What are the purported benefits of using CBD-rich hemp oil, and what does the evidence say? Although CBD research is growing, it’s still understudied and I expect I’ll have to update this post in the near future with more information. But for now, here’s a rundown of what the research says.
Hemp Oil For Anxiety Reduction
Anxiety can be crippling. The average person doesn’t consider the importance and impact of anxiety on a person’s well-being. If CBD can reduce anxiety, that might just be its most important feature. Does it?
Before a simulated public speaking event, people with generalized social anxiety disorder were either given 600 mg of CBD or a placebo. Those who received CBD reported less anxiety, reduced cognitive impairment, and more comfort while giving the speech. Seeing as how people without social anxiety disorder claim public speaking as their biggest fear, that CBD helped people with social anxiety disorder give a speech is a huge effect.
This appears to be legit. A placebo-controlled trial is nothing to sniff at.
Hemp Oil For Sleep
A 2017 review provides a nice summary of the effects of CBD on sleep:
In insomnia patients, 160 mg/day of CBD increased sleep time and reduced the number of arousals (not that kind) during the night.
Lower doses are linked to increased arousals and greater wakefulness.
High dose CBD improved sleep; adding THC reduced slow wave sleep.
In preliminary research with Parkinson’s patients, CBD reduced REM-related behavioral disorder—which is when you basically act out your dreams as they’re happening.
More recently, a large case series (big bunch of case studies done at once) was performed giving CBD to anxiety patients who had trouble sleeping. Almost 80% had improvements in anxiety and 66% had improvements in sleep (although the sleep improvements fluctuated over time).
Hemp Oil For Mental Health
While its psychoactive counterpart THC has been embroiled in controversial links with psychosis and schizophrenia for decades, CBD may be an effective counterbalancing force for mental health.
In patients with schizophrenia, six weeks of adjunct treatment with cannabidiol resulted in lower rates of psychotic symptoms and made clinicians more likely to rate them as “improved” and made researchers more likely to rate them as “improved” and not “severely unwell.” There were also improvements in cognitive performance and overall function. It seems the “adjunct” part of this study was key, as other studies using cannabidiol as the only treatment mostly failed to note improvements.
This was placebo controlled, so it makes a good case for CBD hemp oil as adjunct treatment (in addition to regular therapy) in people with schizophrenia.
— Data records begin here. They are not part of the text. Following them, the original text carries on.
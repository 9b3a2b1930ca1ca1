//! Per-agent tracking state and the bidirectional membership relation.
//!
//! [`AgentIndex`] owns one [`AgentRecord`] per connected agent. It is also
//! the only place that writes zone membership: [`AgentIndex::join`] and
//! [`AgentIndex::leave`] update `AgentRecord::zones` and `Zone::members` in
//! the same step, so the two sides never disagree outside that call.

use std::collections::{BTreeMap, BTreeSet};

use craftzone_types::{AgentId, Level, NO_CAPABILITY, ZoneId};

use crate::zone::ZoneRegistry;

/// Tracking state for one agent.
#[derive(Debug, Clone, Default, PartialEq, Eq)]
pub struct AgentRecord {
    /// Zones the agent currently belongs to.
    zones: BTreeSet<ZoneId>,
    /// Level most recently published for the agent.
    applied_level: Level,
    /// Level granted by standing directly beside a fixture, if any.
    direct_bonus: Option<Level>,
    /// Whether the agent was already told its range covers the zone.
    build_notified: bool,
}

impl AgentRecord {
    /// Zones the agent currently belongs to.
    pub const fn zones(&self) -> &BTreeSet<ZoneId> {
        &self.zones
    }

    /// Level most recently published for the agent.
    pub const fn applied_level(&self) -> Level {
        self.applied_level
    }

    /// Active direct-proximity bonus.
    pub const fn direct_bonus(&self) -> Option<Level> {
        self.direct_bonus
    }

    /// Whether the build notice has been shown this session.
    pub const fn build_notified(&self) -> bool {
        self.build_notified
    }

    pub(crate) const fn set_applied_level(&mut self, level: Level) {
        self.applied_level = level;
    }

    pub(crate) const fn set_direct_bonus(&mut self, bonus: Option<Level>) {
        self.direct_bonus = bonus;
    }

    pub(crate) const fn mark_build_notified(&mut self) {
        self.build_notified = true;
    }
}

/// Owns every [`AgentRecord`], keyed by agent.
#[derive(Debug, Clone, Default)]
pub struct AgentIndex {
    agents: BTreeMap<AgentId, AgentRecord>,
}

impl AgentIndex {
    /// Create an empty index.
    pub const fn new() -> Self {
        Self {
            agents: BTreeMap::new(),
        }
    }

    /// Return the agent's record, creating a fresh one (no zones, level 0)
    /// on first reference.
    pub fn get_or_create(&mut self, agent: AgentId) -> &mut AgentRecord {
        self.agents.entry(agent).or_default()
    }

    /// Look up an agent without creating it.
    pub fn get(&self, agent: AgentId) -> Option<&AgentRecord> {
        self.agents.get(&agent)
    }

    pub(crate) fn get_mut(&mut self, agent: AgentId) -> Option<&mut AgentRecord> {
        self.agents.get_mut(&agent)
    }

    /// Whether the agent is tracked.
    pub fn contains(&self, agent: AgentId) -> bool {
        self.agents.contains_key(&agent)
    }

    /// Level most recently published for the agent (0 if untracked).
    pub fn applied_level(&self, agent: AgentId) -> Level {
        self.agents
            .get(&agent)
            .map_or(NO_CAPABILITY, AgentRecord::applied_level)
    }

    /// Number of tracked agents.
    pub fn len(&self) -> usize {
        self.agents.len()
    }

    /// Whether no agents are tracked.
    pub fn is_empty(&self) -> bool {
        self.agents.is_empty()
    }

    /// Snapshot of all tracked agent IDs in stable order.
    pub fn ids(&self) -> Vec<AgentId> {
        self.agents.keys().copied().collect()
    }

    /// Iterate over all records.
    pub fn iter(&self) -> impl Iterator<Item = (&AgentId, &AgentRecord)> {
        self.agents.iter()
    }

    /// Add the agent to the zone on both sides of the relation.
    ///
    /// Returns `false` (and changes nothing) if the agent is untracked or
    /// already a member.
    pub fn join(&mut self, agent: AgentId, zone: ZoneId, zones: &mut ZoneRegistry) -> bool {
        let Some(record) = self.agents.get_mut(&agent) else {
            return false;
        };
        if !record.zones.insert(zone) {
            return false;
        }
        zones.get_or_create(zone).insert_member(agent);
        true
    }

    /// Remove the agent from the zone on both sides of the relation.
    ///
    /// Returns `false` if the agent was not a member.
    pub fn leave(&mut self, agent: AgentId, zone: ZoneId, zones: &mut ZoneRegistry) -> bool {
        let was_member = self
            .agents
            .get_mut(&agent)
            .is_some_and(|record| record.zones.remove(&zone));
        if let Some(z) = zones.get_mut(zone) {
            z.remove_member(agent);
        }
        was_member
    }

    /// Remove the agent from every zone it belongs to. Returns the zones
    /// it left.
    pub fn detach_all(&mut self, agent: AgentId, zones: &mut ZoneRegistry) -> BTreeSet<ZoneId> {
        let Some(record) = self.agents.get_mut(&agent) else {
            return BTreeSet::new();
        };
        let left = core::mem::take(&mut record.zones);
        for &zone in &left {
            if let Some(z) = zones.get_mut(zone) {
                z.remove_member(agent);
            }
        }
        left
    }

    /// Detach the agent from every zone and delete its record.
    ///
    /// Callers that need the capability drop to run its side effects
    /// (craft cancellation) must recompute between [`detach_all`] and this
    /// call; see [`Tracker::disconnect_agent`].
    ///
    /// [`detach_all`]: Self::detach_all
    /// [`Tracker::disconnect_agent`]: crate::tracker::Tracker::disconnect_agent
    pub fn remove(&mut self, agent: AgentId, zones: &mut ZoneRegistry) -> Option<AgentRecord> {
        let _ = self.detach_all(agent, zones);
        self.agents.remove(&agent)
    }
}

#[cfg(test)]
mod tests {
    use super::*;

    fn membership_agrees(index: &AgentIndex, zones: &ZoneRegistry) -> bool {
        let forward = index.iter().all(|(agent, record)| {
            record
                .zones()
                .iter()
                .all(|&z| zones.get(z).is_some_and(|zone| zone.is_member(*agent)))
        });
        let backward = zones.iter().all(|(zone_id, zone)| {
            zone.members().iter().all(|&a| {
                index
                    .get(a)
                    .is_some_and(|record| record.zones().contains(zone_id))
            })
        });
        forward && backward
    }

    #[test]
    fn new_record_starts_empty() {
        let mut index = AgentIndex::new();
        let a = AgentId::new();
        let record = index.get_or_create(a);
        assert!(record.zones().is_empty());
        assert_eq!(record.applied_level(), 0);
        assert_eq!(record.direct_bonus(), None);
        assert_eq!(index.len(), 1);
    }

    #[test]
    fn join_and_leave_are_symmetric_and_idempotent() {
        let mut index = AgentIndex::new();
        let mut zones = ZoneRegistry::new();
        let a = AgentId::new();
        let z = ZoneId::new();
        let _ = index.get_or_create(a);

        assert!(index.join(a, z, &mut zones));
        assert!(!index.join(a, z, &mut zones));
        assert!(zones.get(z).is_some_and(|zone| zone.is_member(a)));
        assert!(membership_agrees(&index, &zones));

        assert!(index.leave(a, z, &mut zones));
        assert!(!index.leave(a, z, &mut zones));
        assert!(zones.members(z).is_empty());
        assert!(membership_agrees(&index, &zones));
    }

    #[test]
    fn untracked_agent_cannot_join() {
        let mut index = AgentIndex::new();
        let mut zones = ZoneRegistry::new();
        let z = ZoneId::new();
        assert!(!index.join(AgentId::new(), z, &mut zones));
        assert!(zones.get(z).is_none());
    }

    #[test]
    fn remove_clears_every_membership() {
        let mut index = AgentIndex::new();
        let mut zones = ZoneRegistry::new();
        let a = AgentId::new();
        let b = AgentId::new();
        let z1 = ZoneId::new();
        let z2 = ZoneId::new();
        let _ = index.get_or_create(a);
        let _ = index.get_or_create(b);
        let _ = index.join(a, z1, &mut zones);
        let _ = index.join(a, z2, &mut zones);
        let _ = index.join(b, z1, &mut zones);

        let removed = index.remove(a, &mut zones);
        assert!(removed.is_some());
        assert!(!index.contains(a));
        assert_eq!(zones.members(z1), vec![b]);
        assert!(zones.members(z2).is_empty());
        assert!(membership_agrees(&index, &zones));
    }

    #[test]
    fn detach_all_reports_left_zones() {
        let mut index = AgentIndex::new();
        let mut zones = ZoneRegistry::new();
        let a = AgentId::new();
        let z1 = ZoneId::new();
        let z2 = ZoneId::new();
        let _ = index.get_or_create(a);
        let _ = index.join(a, z1, &mut zones);
        let _ = index.join(a, z2, &mut zones);

        let left = index.detach_all(a, &mut zones);
        assert_eq!(left.len(), 2);
        assert!(index.contains(a));
        assert!(index.get(a).is_some_and(|r| r.zones().is_empty()));
        assert!(membership_agrees(&index, &zones));
    }
}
Among 11 PTSD patients who took an average of 50 mg of CBD per day for 8 weeks, 10 (90%) experienced a 28% improvement in symptoms. No one dropped out or complained about side effects. CBD seemed to particularly benefit those patients who had issues with nightmares.
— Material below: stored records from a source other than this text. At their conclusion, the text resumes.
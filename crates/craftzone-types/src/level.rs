//! Capability levels and the tier flags published alongside them.
//!
//! A level is a plain non-negative integer: `0` means no capability, and
//! higher values unlock progressively more recipes. The host additionally
//! exposes one flag per tier so that clients can render the current bench
//! tier without reading the numeric level.

use serde::{Deserialize, Serialize};

/// A capability (craft) level. `0` means no capability.
pub type Level = u32;

/// Level reported when an agent has no zones and no direct bonus.
pub const NO_CAPABILITY: Level = 0;

/// Highest level with a dedicated tier flag.
pub const MAX_TIER: Level = 3;

/// Tier flags derived from a capability level.
///
/// Exactly the flag matching the level is set; levels outside `1..=3`
/// clear all three.
#[derive(Debug, Clone, Copy, Default, PartialEq, Eq, Serialize, Deserialize)]
pub struct CapabilityFlags {
    /// Level is exactly 1.
    pub tier1: bool,
    /// Level is exactly 2.
    pub tier2: bool,
    /// Level is exactly 3.
    pub tier3: bool,
}

impl CapabilityFlags {
    /// Derive the tier flags for `level`.
    pub const fn from_level(level: Level) -> Self {
        Self {
            tier1: level == 1,
            tier2: level == 2,
            tier3: level == MAX_TIER,
        }
    }

    /// Whether any tier flag is set.
    pub const fn any(self) -> bool {
        self.tier1 || self.tier2 || self.tier3
    }
}
//! Simulated host for the Craftzone capability tracker.
//!
//! Wires the tracker core to an in-memory world and drives it the way a
//! game server would: a fixed-rate tick loop, wandering agents, and a
//! trickle of authorization, fixture, and permission changes.
//!
//! # Startup Sequence
//!
//! 1. Load configuration from `craftzone-config.yaml` (or `CRAFTZONE_CONFIG`)
//! 2. Initialize structured logging (tracing)
//! 3. Build the starting world and bootstrap the tracker
//! 4. Arm Ctrl-C to raise the shutdown signal
//! 5. Run the tick loop until shutdown or `max_ticks`
//! 6. Log the result

mod activity;
mod error;
mod runner;

use std::path::PathBuf;

use craftzone_core::{CraftzoneConfig, ShutdownSignal};
use tracing::{info, warn};
use tracing_subscriber::EnvFilter;

use crate::error::EngineError;
use crate::runner::Engine;

/// Default configuration file, relative to the working directory.
const DEFAULT_CONFIG_PATH: &str = "craftzone-config.yaml";

/// Environment variable overriding the configuration path.
const CONFIG_PATH_ENV: &str = "CRAFTZONE_CONFIG";

/// Application entry point.
///
/// # Errors
///
/// Returns an error if the configuration cannot be loaded or the starting
/// world cannot be built.
#[tokio::main]
async fn main() -> Result<(), Box<dyn std::error::Error>> {
    // 1. Load configuration. Logging is not up yet, so remember whether the
    //    defaults were used and report it afterwards.
    let (config, config_path) = load_config()?;

    // 2. Initialize structured logging.
    let fallback = config.logging.level.clone();
    tracing_subscriber::fmt()
        .with_env_filter(
            EnvFilter::try_from_default_env().unwrap_or_else(|_| EnvFilter::new(fallback)),
        )
        .with_target(true)
        .init();

    info!("craftzone-engine starting");
    match config_path {
        Some(path) => info!(path = %path.display(), "Configuration loaded"),
        None => info!("Config file not found, using defaults"),
    }
    info!(
        update_interval_seconds = config.tracker.update_interval_seconds,
        base_distance_meters = config.tracker.base_distance_meters,
        target_frame_rate = config.tracker.target_frame_rate,
        agent_count = config.simulation.agent_count,
        seed = config.simulation.seed,
        "Tracker configuration"
    );

    // 3. Build the world and bootstrap the tracker.
    let shutdown = ShutdownSignal::new();
    let engine = Engine::new(&config, shutdown.clone())?;

    // 4. Ctrl-C raises the shutdown signal; the scheduler stops at its next
    //    slice boundary.
    let ctrl_c_signal = shutdown.clone();
    tokio::spawn(async move {
        match tokio::signal::ctrl_c().await {
            Ok(()) => {
                info!("Ctrl-C received, shutting down");
                ctrl_c_signal.request();
            }
            Err(e) => warn!(error = %e, "failed to listen for Ctrl-C"),
        }
    });

    // 5. Run.
    let summary = engine.run().await;

    // 6. Log results.
    info!(
        end_reason = ?summary.end_reason,
        total_ticks = summary.ticks,
        passes_completed = summary.stats.passes_completed,
        agents_scanned = summary.stats.agents_scanned,
        agents_skipped = summary.stats.agents_skipped,
        last_pass_ticks = summary.stats.last_pass_ticks,
        released = summary.released,
        "craftzone-engine shutdown complete"
    );

    Ok(())
}

/// Load configuration from `CRAFTZONE_CONFIG` or `craftzone-config.yaml`.
///
/// Returns the path actually read, or `None` when no file existed and the
/// defaults are used.
fn load_config() -> Result<(CraftzoneConfig, Option<PathBuf>), EngineError> {
    let config_path = std::env::var_os(CONFIG_PATH_ENV)
        .map_or_else(|| PathBuf::from(DEFAULT_CONFIG_PATH), PathBuf::from);
    if config_path.exists() {
        let config = CraftzoneConfig::from_file(&config_path)?;
        Ok((config, Some(config_path)))
    } else {
        Ok((CraftzoneConfig::default(), None))
    }
}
This is promising but preliminary. This was an 11-person case study, not a placebo-controlled trial.
Hemp Oil For Epilepsy
A recent review of four human trials lays out the evidence: More than a third of all epilepsy patients experienced 50% or greater seizure reductions with just 20 mg of CBD. The effect of CBD on seizure activity is so widely acknowledged and understood that the only FDA-approved CBD-based product is Epidiolex, a plant-based CBD extract used to treat seizures in patients with Dravet syndrome and Lennox-Gastaut syndrome.
CBD for epilepsy is legit. Side note: I wonder how CBD would combine with ketogenic dieting for epilepsy control.
Hemp Oil For Pain
By far the biggest draw for medical consumers of CBD is its supposed ability to nullify pain. Anecdotal evidence for pain relief and other benefits with CBD is vast. Chris Kresser, a practitioner and researcher I trust, swears by it.
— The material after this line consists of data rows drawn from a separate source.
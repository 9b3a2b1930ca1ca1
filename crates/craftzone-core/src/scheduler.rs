//! Time-sliced pass scheduler.
//!
//! The scheduler is a resumable state machine driven by the host: call
//! [`PassScheduler::advance`] once per host tick and it does at most one
//! slice of work before returning.
//!
//! # States
//!
//! - [`PassState::Idle`]: counting ticks toward the next interval trigger.
//! - [`PassState::Scanning`]: walking the pass roster, `cursor` agents done.
//! - [`PassState::Cancelled`]: shutdown was requested; terminal.
//!
//! # Pacing
//!
//! Each tick the live population is re-sampled and the per-tick capacity is
//! `target_frame_rate * update_interval_seconds / population * safety_factor`. A
//! capacity of at least one processes `floor(capacity)` agents this tick.
//! Below one, exactly one agent is processed and the fraction is added to
//! `carried_fraction` for diagnostics only, so a large population stretches
//! the pass past the interval but never drops an agent.
//!
//! # Roster
//!
//! The agent list is snapshotted when a pass starts. The cursor indexes
//! that snapshot, so disconnects between slices cannot shift later agents
//! past the cursor. Agents gone by their turn are skipped; agents connected
//! mid-pass wait for the next pass.

use craftzone_types::{AgentId, Host};
use tracing::{debug, info, trace};

use crate::config::TrackerConfig;
use crate::shutdown::ShutdownSignal;
use crate::tracker::{SliceOutcome, Tracker};

/// Scheduler state.
#[derive(Debug, Clone, Copy, PartialEq)]
pub enum PassState {
    /// Waiting for the next interval trigger.
    Idle,
    /// A pass is in flight.
    Scanning {
        /// Number of roster entries already processed.
        cursor: usize,
        /// Sum of sub-unit capacities seen during this pass.
        carried_fraction: f64,
    },
    /// Shutdown observed; [`PassScheduler::advance`] is a no-op from now on.
    Cancelled,
}

/// What one call to [`PassScheduler::advance`] did.
#[derive(Debug, Clone, Copy, PartialEq, Eq)]
pub enum PassProgress {
    /// No pass is running.
    Idle,
    /// A slice ran and the pass is still in flight.
    Sliced {
        /// Agents scanned this tick.
        scanned: usize,
        /// Agents skipped this tick (disconnected or not permitted).
        skipped: usize,
        /// Roster entries left after this tick.
        remaining: usize,
    },
    /// A slice ran and finished the pass.
    Completed {
        /// Agents scanned over the whole pass.
        scanned: usize,
        /// Agents skipped over the whole pass.
        skipped: usize,
        /// Ticks the pass spanned, including this one.
        ticks: u64,
    },
    /// The scheduler is cancelled.
    Cancelled,
}

/// Running counters for diagnostics.
#[derive(Debug, Clone, Copy, Default, PartialEq)]
pub struct PassStats {
    /// Passes run to completion.
    pub passes_completed: u64,
    /// Agents scanned across all passes.
    pub agents_scanned: u64,
    /// Agents skipped across all passes.
    pub agents_skipped: u64,
    /// Ticks spent so far in the pass in flight (0 when idle).
    pub ticks_in_current_pass: u64,
    /// Length in ticks of the last completed pass.
    pub last_pass_ticks: u64,
    /// `carried_fraction` of the pass in flight, or of the last pass.
    pub carried_fraction: f64,
}

/// Raw per-tick capacity for a population. Zero when nobody is active.
#[allow(clippy::cast_precision_loss)]
pub fn per_tick_capacity(
    target_frame_rate: u32,
    update_interval_seconds: f64,
    active_agents: usize,
    safety_factor: f64,
) -> f64 {
    if active_agents == 0 {
        return 0.0;
    }
    f64::from(target_frame_rate) * update_interval_seconds / active_agents as f64 * safety_factor
}

/// Agents to process this tick for a raw capacity: `floor(capacity)`, or 1
/// when the capacity is below one.
#[allow(
    clippy::cast_possible_truncation,
    clippy::cast_sign_loss,
    clippy::cast_precision_loss
)]
pub fn batch_size(capacity: f64) -> usize {
    if capacity >= 1.0 {
        capacity.floor().min(usize::MAX as f64) as usize
    } else {
        1
    }
}

/// Ticks between interval triggers, at least one.
#[allow(
    clippy::cast_possible_truncation,
    clippy::cast_sign_loss,
    clippy::cast_precision_loss
)]
fn interval_ticks(config: &TrackerConfig) -> u64 {
    let ticks = (config.update_interval_seconds * f64::from(config.target_frame_rate)).round();
    if ticks >= 1.0 {
        ticks.min(u64::MAX as f64) as u64
    } else {
        1
    }
}

/// Drives one pass over all agents per interval, a bounded slice per tick.
#[derive(Debug, Clone)]
pub struct PassScheduler {
    state: PassState,
    roster: Vec<AgentId>,
    interval_ticks: u64,
    ticks_since_trigger: u64,
    target_frame_rate: u32,
    update_interval_seconds: f64,
    safety_factor: f64,
    pass_scanned: usize,
    pass_skipped: usize,
    stats: PassStats,
    shutdown: ShutdownSignal,
}

impl PassScheduler {
    /// Create an idle scheduler. The first pass starts one interval from now.
    ///
    /// The config is clamped the same way [`Tracker::new`] clamps it, so a
    /// tracker and scheduler built from one config agree on cadence.
    pub fn new(config: &TrackerConfig, shutdown: ShutdownSignal) -> Self {
        let config = config.clone().validated();
        Self {
            state: PassState::Idle,
            roster: Vec::new(),
            interval_ticks: interval_ticks(&config),
            ticks_since_trigger: 0,
            target_frame_rate: config.target_frame_rate,
            update_interval_seconds: config.update_interval_seconds,
            safety_factor: config.pass_safety_factor,
            pass_scanned: 0,
            pass_skipped: 0,
            stats: PassStats::default(),
            shutdown,
        }
    }

    /// Current state.
    pub const fn state(&self) -> PassState {
        self.state
    }

    /// Diagnostic counters.
    pub const fn stats(&self) -> PassStats {
        self.stats
    }

    /// Ticks between interval triggers.
    pub const fn interval_ticks(&self) -> u64 {
        self.interval_ticks
    }

    /// Stop for good. Any in-flight pass is abandoned.
    pub fn cancel(&mut self) {
        if self.state == PassState::Cancelled {
            return;
        }
        if let PassState::Scanning { cursor, .. } = self.state {
            info!(
                cursor,
                roster = self.roster.len(),
                "pass cancelled mid-flight"
            );
        } else {
            info!("pass scheduler cancelled");
        }
        self.state = PassState::Cancelled;
        self.roster.clear();
        self.stats.ticks_in_current_pass = 0;
    }

    /// Run one host tick's worth of work.
    pub fn advance<H>(&mut self, tracker: &mut Tracker, host: &mut H) -> PassProgress
    where
        H: Host + ?Sized,
    {
        if self.shutdown.is_requested() {
            self.cancel();
        }
        if self.state == PassState::Cancelled {
            return PassProgress::Cancelled;
        }

        self.ticks_since_trigger = self.ticks_since_trigger.saturating_add(1);
        if self.ticks_since_trigger >= self.interval_ticks {
            self.ticks_since_trigger = 0;
            self.on_trigger(tracker);
        }

        match self.state {
            PassState::Scanning {
                cursor,
                carried_fraction,
            } => self.run_slice(tracker, host, cursor, carried_fraction),
            PassState::Idle | PassState::Cancelled => PassProgress::Idle,
        }
    }

    fn on_trigger(&mut self, tracker: &Tracker) {
        if self.state != PassState::Idle {
            trace!("interval trigger ignored, pass still in flight");
            return;
        }
        if tracker.agents().is_empty() {
            return;
        }
        self.roster = tracker.agents().ids();
        self.pass_scanned = 0;
        self.pass_skipped = 0;
        self.stats.ticks_in_current_pass = 0;
        self.stats.carried_fraction = 0.0;
        self.state = PassState::Scanning {
            cursor: 0,
            carried_fraction: 0.0,
        };
        debug!(roster = self.roster.len(), "pass started");
    }

    fn run_slice<H>(
        &mut self,
        tracker: &mut Tracker,
        host: &mut H,
        mut cursor: usize,
        mut carried_fraction: f64,
    ) -> PassProgress
    where
        H: Host + ?Sized,
    {
        let capacity = per_tick_capacity(
            self.target_frame_rate,
            self.update_interval_seconds,
            tracker.agents().len(),
            self.safety_factor,
        );
        if capacity < 1.0 {
            carried_fraction += capacity;
        }
        let budget = batch_size(capacity);

        let mut scanned: usize = 0;
        let mut skipped: usize = 0;
        while scanned.saturating_add(skipped) < budget {
            let Some(&agent) = self.roster.get(cursor) else {
                break;
            };
            match tracker.evaluate(agent, host) {
                SliceOutcome::Scanned { .. } => scanned = scanned.saturating_add(1),
                SliceOutcome::Missing | SliceOutcome::NotPermitted { .. } => {
                    trace!(agent_id = %agent, "agent skipped in pass");
                    skipped = skipped.saturating_add(1);
                }
            }
            cursor = cursor.saturating_add(1);
        }

        self.pass_scanned = self.pass_scanned.saturating_add(scanned);
        self.pass_skipped = self.pass_skipped.saturating_add(skipped);
        self.stats.agents_scanned = self.stats.agents_scanned.saturating_add(scanned as u64);
        self.stats.agents_skipped = self.stats.agents_skipped.saturating_add(skipped as u64);
        self.stats.ticks_in_current_pass = self.stats.ticks_in_current_pass.saturating_add(1);
        self.stats.carried_fraction = carried_fraction;

        let remaining = self.roster.len().saturating_sub(cursor);
        if remaining > 0 {
            self.state = PassState::Scanning {
                cursor,
                carried_fraction,
            };
            return PassProgress::Sliced {
                scanned,
                skipped,
                remaining,
            };
        }

        self.finish_pass(tracker)
    }

    fn finish_pass(&mut self, tracker: &mut Tracker) -> PassProgress {
        let ticks = self.stats.ticks_in_current_pass;
        let pruned = tracker.prune_inert_zones();

        self.stats.passes_completed = self.stats.passes_completed.saturating_add(1);
        self.stats.last_pass_ticks = ticks;
        self.stats.ticks_in_current_pass = 0;
        self.roster.clear();
        self.state = PassState::Idle;

        debug!(
            scanned = self.pass_scanned,
            skipped = self.pass_skipped,
            ticks,
            pruned,
            carried_fraction = self.stats.carried_fraction,
            "pass completed"
        );

        PassProgress::Completed {
            scanned: self.pass_scanned,
            skipped: self.pass_skipped,
            ticks,
        }
    }
}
In one study, researchers induced arthritis in rats with intra-articular injections, then gave them CBD. Rats given CBD were able to put more weight on their joints and handle a heavier load before withdrawing. Local CBD reduced nerve damage.
That’s great for pet rats. What about people?
There actually isn’t a lot of strong data on pain management using CBD by itself. Far more robust is the evidence for using CBD with THC for pain. According to this group of researchers, the two compounds exert “constituent synergy” against neuropathic pain. One study found that low doses of each were more effective combined than high doses of either alone in neuropathic cancer-related pain. Another gave a THC/CBD oromucosal spray to otherwise treatment-resistant neuropathy patients, finding that the spray reduced pain, improved sleep, and lessened the severity of symptoms.